- _Brief_: From the first line of the data below, copy each line up to the one containing "Recipe record as", and include that line too.
START Data for the task
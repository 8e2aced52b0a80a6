//! Recipe domain types

use chrono::{DateTime, Utc};
use serde::{Deserialize, Serialize};

use crate::error::{CookbookError, Result};
use crate::store::{quote_literal, PageRequest};

/// Recipe record as stored in the Delta `recipes` table
#[derive(Debug, Clone, PartialEq, Serialize, Deserialize)]
#[serde(rename_all = "camelCase")]
pub struct Recipe {
    pub id: String,
    pub title: String,
    pub preparation: String,
    pub ingredients: String,
    pub image: Option<String>,
    /// Identity that created the recipe; advisory, not enforced
    pub owner_id: String,
    /// Derived from the title at creation, never recomputed
    pub slug: String,
    pub created_at: DateTime<Utc>,
    pub updated_at: DateTime<Utc>,
}

/// Body of a create request
#[derive(Debug, Clone, Default, Deserialize)]
#[serde(default)]
pub struct RecipeDraft {
    pub title: String,
    pub preparation: String,
    pub ingredients: String,
    pub image: Option<String>,
}

impl RecipeDraft {
    pub fn validate(&self) -> Result<()> {
        if self.title.trim().is_empty() || self.preparation.trim().is_empty() {
            return Err(CookbookError::Validation(
                "Please provide title and preparation".into(),
            ));
        }
        Ok(())
    }
}

/// Body of an update request; absent fields are left alone
#[derive(Debug, Clone, Default, Deserialize)]
pub struct RecipePatch {
    pub title: Option<String>,
    pub preparation: Option<String>,
    pub ingredients: Option<String>,
    pub image: Option<String>,
}

impl RecipePatch {
    pub fn is_empty(&self) -> bool {
        self.title.is_none()
            && self.preparation.is_none()
            && self.ingredients.is_none()
            && self.image.is_none()
    }

    pub fn validate(&self) -> Result<()> {
        let blank = |v: &Option<String>| v.as_deref().is_some_and(|s| s.trim().is_empty());
        if blank(&self.title) || blank(&self.preparation) {
            return Err(CookbookError::Validation(
                "Title and preparation cannot be empty".into(),
            ));
        }
        Ok(())
    }
}

/// Listing filters; every present field narrows the result
#[derive(Debug, Clone, Default, Deserialize)]
pub struct RecipeFilter {
    pub owner_id: Option<String>,
    pub ingredient: Option<String>,
    pub slug: Option<String>,
    pub recipe_id: Option<String>,
    pub search_term: Option<String>,
}

impl RecipeFilter {
    /// Render as a SQL `WHERE` fragment (`true` when unfiltered)
    pub fn to_predicate(&self) -> String {
        let mut clauses = Vec::new();
        if let Some(owner) = &self.owner_id {
            clauses.push(format!("owner_id = {}", quote_literal(owner)));
        }
        if let Some(ingredient) = &self.ingredient {
            clauses.push(format!("ingredients = {}", quote_literal(ingredient)));
        }
        if let Some(slug) = &self.slug {
            clauses.push(format!("slug = {}", quote_literal(slug)));
        }
        if let Some(id) = &self.recipe_id {
            clauses.push(format!("id = {}", quote_literal(id)));
        }
        if let Some(term) = self.search_term.as_deref().filter(|t| !t.is_empty()) {
            let pattern = quote_literal(&format!("%{}%", escape_like(term)));
            clauses.push(format!(
                "(title ILIKE {pattern} ESCAPE '\\' OR preparation ILIKE {pattern} ESCAPE '\\')"
            ));
        }

        if clauses.is_empty() {
            "true".to_string()
        } else {
            clauses.join(" AND ")
        }
    }
}

#[derive(Debug, Clone, Default)]
pub struct RecipeQuery {
    pub filter: RecipeFilter,
    pub page: PageRequest,
}

/// One page of recipes plus catalog counters
#[derive(Debug, Clone, Serialize)]
#[serde(rename_all = "camelCase")]
pub struct RecipeListing {
    pub recipes: Vec<Recipe>,
    pub total: usize,
    pub last_month: usize,
}

/// Search terms match literally: LIKE wildcards and the escape character are escaped
fn escape_like(term: &str) -> String {
    let mut escaped = String::with_capacity(term.len());
    for c in term.chars() {
        if matches!(c, '\\' | '%' | '_') {
            escaped.push('\\');
        }
        escaped.push(c);
    }
    escaped
}

/// URL slug: lowercase, whitespace becomes `-`, anything not `[a-z0-9-]` is dropped
pub fn slugify(title: &str) -> String {
    title
        .chars()
        .map(|c| if c.is_whitespace() { '-' } else { c })
        .flat_map(char::to_lowercase)
        .filter(|c| c.is_ascii_alphanumeric() || *c == '-')
        .collect()
}

#[cfg(test)]
mod tests {
    use super::*;

    #[test]
    fn test_slugify() {
        assert_eq!(slugify("Grandma's Apple Pie!"), "grandmas-apple-pie");
        assert_eq!(slugify("Pad Thai"), "pad-thai");
        assert_eq!(slugify("Crème Brûlée"), "crme-brle");
        assert_eq!(slugify("Two  Spaces"), "two--spaces");
        assert_eq!(slugify("already-a-slug-42"), "already-a-slug-42");
    }

    #[test]
    fn test_draft_validation() {
        let mut draft = RecipeDraft {
            title: "Shakshuka".into(),
            preparation: "Simmer tomatoes, crack eggs".into(),
            ..Default::default()
        };
        assert!(draft.validate().is_ok());
        draft.preparation = "   ".into();
        assert!(draft.validate().is_err());
    }

    #[test]
    fn test_patch_validation() {
        assert!(RecipePatch::default().is_empty());
        let patch = RecipePatch {
            title: Some("".into()),
            ..Default::default()
        };
        assert!(patch.validate().is_err());
        let patch = RecipePatch {
            image: Some("https://img.example/pie.jpg".into()),
            ..Default::default()
        };
        assert!(patch.validate().is_ok());
    }

    #[test]
    fn test_filter_predicate() {
        assert_eq!(RecipeFilter::default().to_predicate(), "true");

        let filter = RecipeFilter {
            owner_id: Some("owner-1".into()),
            search_term: Some("o'clock".into()),
            ..Default::default()
        };
        assert_eq!(
            filter.to_predicate(),
            "owner_id = 'owner-1' AND (title ILIKE '%o''clock%' ESCAPE '\\' OR preparation ILIKE '%o''clock%' ESCAPE '\\')"
        );
    }

    #[test]
    fn test_search_term_wildcards_are_literal() {
        assert_eq!(escape_like("100%_a\\b"), "100\\%\\_a\\\\b");

        let filter = RecipeFilter {
            search_term: Some("50%".into()),
            ..Default::default()
        };
        assert!(filter.to_predicate().contains("'%50\\%%'"));
    }
}
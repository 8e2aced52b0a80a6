//! Wiring: one store, two actors, and the services built on them

use std::sync::Arc;

use tracing::{info, warn};

use crate::auth::{
    AccountService, Authenticator, AuthorizationGate, CredentialStore, DirectoryActor,
    IdentityDirectory, SecretPolicy, TokenService,
};
use crate::config::CookbookConfig;
use crate::content::{CatalogActor, RecipeService};
use crate::error::Result;
use crate::store::DeltaStore;

/// Entry point for embedding the cookbook backend.
///
/// Cheap to clone; every clone talks to the same actors.
#[derive(Clone)]
pub struct Cookbook {
    store: Arc<DeltaStore>,
    directory: IdentityDirectory,
    auth: Authenticator,
    accounts: AccountService,
    recipes: RecipeService,
    gate: AuthorizationGate,
}

impl Cookbook {
    /// Open (or create) the tables under `config.base_path` and spawn the actors.
    ///
    /// Must be called inside a tokio runtime.
    pub async fn open(config: CookbookConfig) -> Result<Self> {
        let credentials = CredentialStore::new(config.hash)?;
        let tokens = TokenService::new(config.token_secret.as_deref(), config.token_ttl_days);
        if !tokens.is_configured() {
            warn!("No token secret configured; logins will fail and every token is rejected");
        }

        let policy = SecretPolicy {
            min_len: config.min_secret_len,
            max_len: config.max_secret_len,
        };
        let buffer = config.actor_buffer;
        let store = Arc::new(DeltaStore::new(config).await?);

        let directory =
            DirectoryActor::spawn(Arc::clone(&store), credentials.clone(), policy, buffer);
        let catalog = CatalogActor::spawn(Arc::clone(&store), buffer);

        let gate = AuthorizationGate::new(tokens.clone(), directory.clone());
        let auth = Authenticator::new(directory.clone(), credentials, tokens);
        let accounts = AccountService::new(directory.clone(), gate.clone());
        let recipes = RecipeService::new(gate.clone(), catalog);

        info!("Cookbook ready");
        Ok(Self {
            store,
            directory,
            auth,
            accounts,
            recipes,
            gate,
        })
    }

    pub fn auth(&self) -> &Authenticator {
        &self.auth
    }

    pub fn accounts(&self) -> &AccountService {
        &self.accounts
    }

    pub fn recipes(&self) -> &RecipeService {
        &self.recipes
    }

    pub fn gate(&self) -> &AuthorizationGate {
        &self.gate
    }

    pub fn directory(&self) -> &IdentityDirectory {
        &self.directory
    }

    pub fn store(&self) -> &DeltaStore {
        &self.store
    }
}
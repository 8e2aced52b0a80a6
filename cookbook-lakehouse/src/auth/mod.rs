//! Authentication module: identities, credentials, session tokens and the role gate
//!
//! Built on Delta Lake; the directory actor owns the `identities` table.

pub mod accounts;
pub mod credentials;
pub mod directory;
pub mod flow;
pub mod gate;
pub mod token;
pub mod types;
pub mod validate;

pub use accounts::AccountService;
pub use credentials::CredentialStore;
pub use directory::{DirectoryActor, IdentityDirectory};
pub use flow::Authenticator;
pub use gate::{Access, AuthorizationGate, Operation};
pub use token::TokenService;
pub use types::{
    Identity, IdentityExtras, IdentityListing, IdentityPatch, IdentityQuery, IdentityView, Role,
    Session, SessionClaims,
};
pub use validate::SecretPolicy;
//! Input validation for identity fields

use crate::error::{CookbookError, Result};

pub const MAX_DISPLAY_NAME_LEN: usize = 64;
pub const MAX_ADDRESS_LEN: usize = 254;

/// Accepted secret length window, in characters
#[derive(Debug, Clone, Copy)]
pub struct SecretPolicy {
    pub min_len: usize,
    pub max_len: usize,
}

impl SecretPolicy {
    pub fn check(&self, secret: &str) -> Result<()> {
        let len = secret.chars().count();
        if len < self.min_len {
            return Err(CookbookError::Validation(format!(
                "Secret must be at least {} characters long",
                self.min_len
            )));
        }
        if len > self.max_len {
            return Err(CookbookError::Validation(format!(
                "Secret must be at most {} characters long",
                self.max_len
            )));
        }
        Ok(())
    }
}

pub fn display_name(name: &str) -> Result<()> {
    if name.trim().is_empty() {
        return Err(CookbookError::Validation("Display name is required".into()));
    }
    if name.chars().count() > MAX_DISPLAY_NAME_LEN {
        return Err(CookbookError::Validation(format!(
            "Display name must be at most {MAX_DISPLAY_NAME_LEN} characters long"
        )));
    }
    if name.chars().any(char::is_control) {
        return Err(CookbookError::Validation(
            "Display name contains illegal characters".into(),
        ));
    }
    Ok(())
}

pub fn address(address: &str) -> Result<()> {
    if address.is_empty() || address.len() > MAX_ADDRESS_LEN {
        return Err(CookbookError::Validation(format!(
            "Address must be between 1 and {MAX_ADDRESS_LEN} characters long"
        )));
    }
    if address
        .chars()
        .any(|c| c.is_whitespace() || c.is_control() || c == '\'' || c == '"')
    {
        return Err(CookbookError::Validation(
            "Address contains illegal characters".into(),
        ));
    }
    match address.split_once('@') {
        Some((local, domain)) if !local.is_empty() && !domain.is_empty() && !domain.contains('@') => {
            Ok(())
        }
        _ => Err(CookbookError::Validation("Address is not a valid email".into())),
    }
}

#[cfg(test)]
mod tests {
    use super::*;

    #[test]
    fn test_addresses() {
        assert!(address("ana@example.com").is_ok());
        assert!(address("Ana.Maria+food@kitchen.io").is_ok());

        for bad in ["", "ana", "@example.com", "ana@", "ana@@example.com", "a b@c.d", "o'neil@x.y"] {
            assert!(address(bad).is_err(), "{bad} should be rejected");
        }
        let long = format!("{}@example.com", "a".repeat(250));
        assert!(address(&long).is_err());
    }

    #[test]
    fn test_display_names() {
        assert!(display_name("Chef Ana").is_ok());
        assert!(display_name("   ").is_err());
        assert!(display_name("tab\there").is_err());
        assert!(display_name(&"x".repeat(65)).is_err());
    }

    #[test]
    fn test_secret_policy() {
        let policy = SecretPolicy {
            min_len: 6,
            max_len: 12,
        };
        assert!(policy.check("123456").is_ok());
        assert!(policy.check("12345").is_err());
        assert!(policy.check("1234567890123").is_err());
        // counted in characters, not bytes
        assert!(policy.check("éééééé").is_ok());
    }
}
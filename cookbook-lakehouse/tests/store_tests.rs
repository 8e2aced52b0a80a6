//! DeltaStore integration tests: append, predicates, update, paging, counts

use std::sync::Arc;

use deltalake::arrow::array::{Array, ArrayRef, RecordBatch, StringArray};
use deltalake::arrow::compute::cast;
use deltalake::arrow::datatypes::DataType;
use tempfile::TempDir;

use cookbook_lakehouse::config::CookbookConfig;
use cookbook_lakehouse::schema;
use cookbook_lakehouse::store::{quote_literal, DeltaStore, PageRequest, SortOrder};

fn test_config(dir: &TempDir) -> CookbookConfig {
    CookbookConfig::new(dir.path()).with_token_secret("test-secret-key-for-testing-only")
}

fn make_identity_batch(id: &str, name: &str, address: &str, created_at: &str) -> RecordBatch {
    RecordBatch::try_new(
        Arc::new(schema::identities_arrow_schema()),
        vec![
            Arc::new(StringArray::from(vec![id])) as ArrayRef,
            Arc::new(StringArray::from(vec![name])),
            Arc::new(StringArray::from(vec![address])),
            Arc::new(StringArray::from(vec!["$argon2id$fake_hash"])),
            Arc::new(StringArray::from(vec!["standard"])),
            Arc::new(StringArray::from(vec![None::<&str>])),
            Arc::new(StringArray::from(vec![created_at])),
            Arc::new(StringArray::from(vec![created_at])),
        ],
    )
    .unwrap()
}

fn rows(batches: &[RecordBatch]) -> usize {
    batches.iter().map(|b| b.num_rows()).sum()
}

fn names(batches: &[RecordBatch]) -> Vec<String> {
    let mut out = Vec::new();
    for batch in batches {
        let column = batch.column_by_name("display_name").unwrap();
        let column = cast(column, &DataType::Utf8).unwrap();
        let values = column.as_any().downcast_ref::<StringArray>().unwrap();
        out.extend(values.iter().map(|v| v.unwrap().to_string()));
    }
    out
}

#[tokio::test]
async fn test_store_init_creates_tables() {
    let dir = TempDir::new().unwrap();
    let store = DeltaStore::new(test_config(&dir)).await.unwrap();

    assert_eq!(store.version(schema::TABLE_IDENTITIES).await.unwrap(), 0);
    assert_eq!(store.version(schema::TABLE_RECIPES).await.unwrap(), 0);

    // Re-opening an initialized root is a no-op
    let reopened = DeltaStore::new(test_config(&dir)).await.unwrap();
    assert_eq!(reopened.version(schema::TABLE_IDENTITIES).await.unwrap(), 0);
}

#[tokio::test]
async fn test_append_and_scan() {
    let dir = TempDir::new().unwrap();
    let store = DeltaStore::new(test_config(&dir)).await.unwrap();

    let batch = make_identity_batch("i1", "Ana", "ana@example.com", "2026-01-01T00:00:00.000Z");
    let version = store.append(schema::TABLE_IDENTITIES, batch).await.unwrap();
    assert!(version > 0);

    let results = store.scan(schema::TABLE_IDENTITIES).await.unwrap();
    assert_eq!(rows(&results), 1);
}

#[tokio::test]
async fn test_query_with_quoted_predicate() {
    let dir = TempDir::new().unwrap();
    let store = DeltaStore::new(test_config(&dir)).await.unwrap();

    let ts = "2026-01-01T00:00:00.000Z";
    store
        .append(
            schema::TABLE_IDENTITIES,
            make_identity_batch("i1", "Ana", "ana@example.com", ts),
        )
        .await
        .unwrap();
    store
        .append(
            schema::TABLE_IDENTITIES,
            make_identity_batch("i2", "Seamus", "o'brien@example.com", ts),
        )
        .await
        .unwrap();

    let results = store
        .query(
            schema::TABLE_IDENTITIES,
            &format!("address = {}", quote_literal("o'brien@example.com")),
        )
        .await
        .unwrap();
    assert_eq!(names(&results), vec!["Seamus".to_string()]);

    // An injection attempt is just an odd literal that matches nothing
    let results = store
        .query(
            schema::TABLE_IDENTITIES,
            &format!("address = {}", quote_literal("' OR '1'='1")),
        )
        .await
        .unwrap();
    assert_eq!(rows(&results), 0);
}

#[tokio::test]
async fn test_update_rewrites_matching_rows() {
    let dir = TempDir::new().unwrap();
    let store = DeltaStore::new(test_config(&dir)).await.unwrap();

    let ts = "2026-01-01T00:00:00.000Z";
    store
        .append(
            schema::TABLE_IDENTITIES,
            make_identity_batch("i1", "Ana", "ana@example.com", ts),
        )
        .await
        .unwrap();
    store
        .append(
            schema::TABLE_IDENTITIES,
            make_identity_batch("i2", "Bo", "bo@example.com", ts),
        )
        .await
        .unwrap();

    let updated = store
        .update(
            schema::TABLE_IDENTITIES,
            "id = 'i1'",
            &[("display_name", quote_literal("Ana B")), ("role", quote_literal("admin"))],
        )
        .await
        .unwrap();
    assert_eq!(updated, 1);

    assert_eq!(
        store
            .count(schema::TABLE_IDENTITIES, "display_name = 'Ana B' AND role = 'admin'")
            .await
            .unwrap(),
        1
    );
    assert_eq!(
        store
            .count(schema::TABLE_IDENTITIES, "display_name = 'Bo' AND role = 'standard'")
            .await
            .unwrap(),
        1
    );
}

#[tokio::test]
async fn test_delete() {
    let dir = TempDir::new().unwrap();
    let store = DeltaStore::new(test_config(&dir)).await.unwrap();

    store
        .append(
            schema::TABLE_IDENTITIES,
            make_identity_batch("i1", "Ana", "ana@example.com", "2026-01-01T00:00:00.000Z"),
        )
        .await
        .unwrap();

    let metrics = store
        .delete(schema::TABLE_IDENTITIES, "id = 'i1'")
        .await
        .unwrap();
    assert_eq!(metrics.num_deleted_rows, 1);

    let results = store.scan(schema::TABLE_IDENTITIES).await.unwrap();
    assert_eq!(rows(&results), 0);
}

#[tokio::test]
async fn test_query_page_and_created_at_range() {
    let dir = TempDir::new().unwrap();
    let store = DeltaStore::new(test_config(&dir)).await.unwrap();

    let stamps = [
        "2026-01-05T09:00:00.000Z",
        "2026-03-05T09:00:00.000Z",
        "2026-06-05T09:00:00.000Z",
        "2026-09-05T09:00:00.000Z",
    ];
    for (i, ts) in stamps.iter().enumerate() {
        store
            .append(
                schema::TABLE_IDENTITIES,
                make_identity_batch(
                    &format!("i{i}"),
                    &format!("Cook {i}"),
                    &format!("cook{i}@example.com"),
                    ts,
                ),
            )
            .await
            .unwrap();
    }

    let newest = store
        .query_page(
            schema::TABLE_IDENTITIES,
            "true",
            "created_at",
            PageRequest::new(0, 2, SortOrder::Desc),
        )
        .await
        .unwrap();
    assert_eq!(names(&newest), vec!["Cook 3", "Cook 2"]);

    let oldest = store
        .query_page(
            schema::TABLE_IDENTITIES,
            "true",
            "created_at",
            PageRequest::new(1, 2, SortOrder::Asc),
        )
        .await
        .unwrap();
    assert_eq!(names(&oldest), vec!["Cook 1", "Cook 2"]);

    let since = store
        .count(
            schema::TABLE_IDENTITIES,
            &format!("created_at >= {}", quote_literal("2026-03-01T00:00:00.000Z")),
        )
        .await
        .unwrap();
    assert_eq!(since, 3);
    assert_eq!(store.count(schema::TABLE_IDENTITIES, "true").await.unwrap(), 4);
}

#[tokio::test]
async fn test_history() {
    let dir = TempDir::new().unwrap();
    let store = DeltaStore::new(test_config(&dir)).await.unwrap();

    let ts = "2026-01-01T00:00:00.000Z";
    store
        .append(
            schema::TABLE_IDENTITIES,
            make_identity_batch("i1", "Ana", "ana@example.com", ts),
        )
        .await
        .unwrap();
    store
        .append(
            schema::TABLE_IDENTITIES,
            make_identity_batch("i2", "Bo", "bo@example.com", ts),
        )
        .await
        .unwrap();

    let history = store
        .history(schema::TABLE_IDENTITIES, Some(10))
        .await
        .unwrap();
    assert!(history.len() >= 3); // create + 2 appends
}

#[tokio::test]
async fn test_sql_query() {
    let dir = TempDir::new().unwrap();
    let store = DeltaStore::new(test_config(&dir)).await.unwrap();

    let ts = "2026-01-01T00:00:00.000Z";
    store
        .append(
            schema::TABLE_IDENTITIES,
            make_identity_batch("i1", "Ana", "ana@example.com", ts),
        )
        .await
        .unwrap();
    store
        .append(
            schema::TABLE_IDENTITIES,
            make_identity_batch("i2", "Bo", "bo@example.com", ts),
        )
        .await
        .unwrap();

    let results = store
        .sql(
            schema::TABLE_IDENTITIES,
            "SELECT display_name, address FROM t WHERE role = 'standard' ORDER BY display_name",
        )
        .await
        .unwrap();
    assert_eq!(names(&results), vec!["Ana", "Bo"]);
}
END Data for the task
- _Solved problem_:
repository 8e2aced52b0a80a6
//! Recipe domain types

use chrono::{DateTime, Utc};
use serde::{Deserialize, Serialize};

use crate::error::{CookbookError, Result};
use crate::store::{quote_literal, PageRequest};

/// Recipe record as stored in the Delta `recipes` table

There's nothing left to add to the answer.